表白这么幼稚的事情,不该放在差距如此盛大的两人身上,他也没理由放弃那么多,只钟情你一个啊。
陈细酌看着他的表情,看着他握紧在自己腕骨,发力发白的手。
“从园区入口到云顶十七号,走进去再走出来算一趟,”她语调轻缓:“我走了两次啊。”
这才是真正的第一次,陈细酌第一次直面到自己跟陈唤到底差了有多远。
人不是天生什么都知道的,再怎样会察言观色掩饰自己的人,也需要在头一次的蜕变里得到喘息时间。

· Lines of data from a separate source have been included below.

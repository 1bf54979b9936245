//! The executable for the `outwrite` serializer.

use std::process::ExitCode;

use clap::Parser;
use outwrite_driver::Arguments;

fn main() -> ExitCode {
    env_logger::init();

    outwrite_driver::run(Arguments::parse())
}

麻将桌上一枝花儿都得练,更何况陈细酌那会只是什么啊。
一个穷学生。
因为前面那个字跟陈唤划开,又因为后面那个词才能跟他认识。
所以她放下礼物就走了,多久走进去再多久走出来。
陈唤那会才多大,某种意义上来说他一直洁身自好,身边除了木雯塞过来让带的人,平日里身边人玩乐的局他都不加人,接触的看见的都大差不差一个阶层,怎么可能想得到陈细酌是用脚走进来。
可只能用脚啊,难不成用膝盖?
宵鸦被赶出去的那天周白予也进来了,他没登记,车子直接开进来,人刷的脸,于是陈唤他到现在,连那地方不允许外来车辆入内都不知道。
谁会去关心这个啊?私人管家那每年不知道交了多少钱。
陈唤心里那种堪称得上是天崩地裂的震惊陈细酌无从得知,但她现在把所有的都给他讲。
讲不是误会,也没问题。
两人的问题早在最初,一切的事情还从来没有开始前,就已经展现了。
是陈唤你明明白白告诉我的啊。
现在你怎么能忘?
“除了沈清茶没人知道,现在你也知道了。”
是说出来了,可全然没有报复的快意。
陈细酌没再动被扣住的那只手腕,只是落着视线就如同利刃,一下一下地砍在陈唤手指,让他连着心一起疼。
你凭什么抓住?又怎么敢再抓住的啊。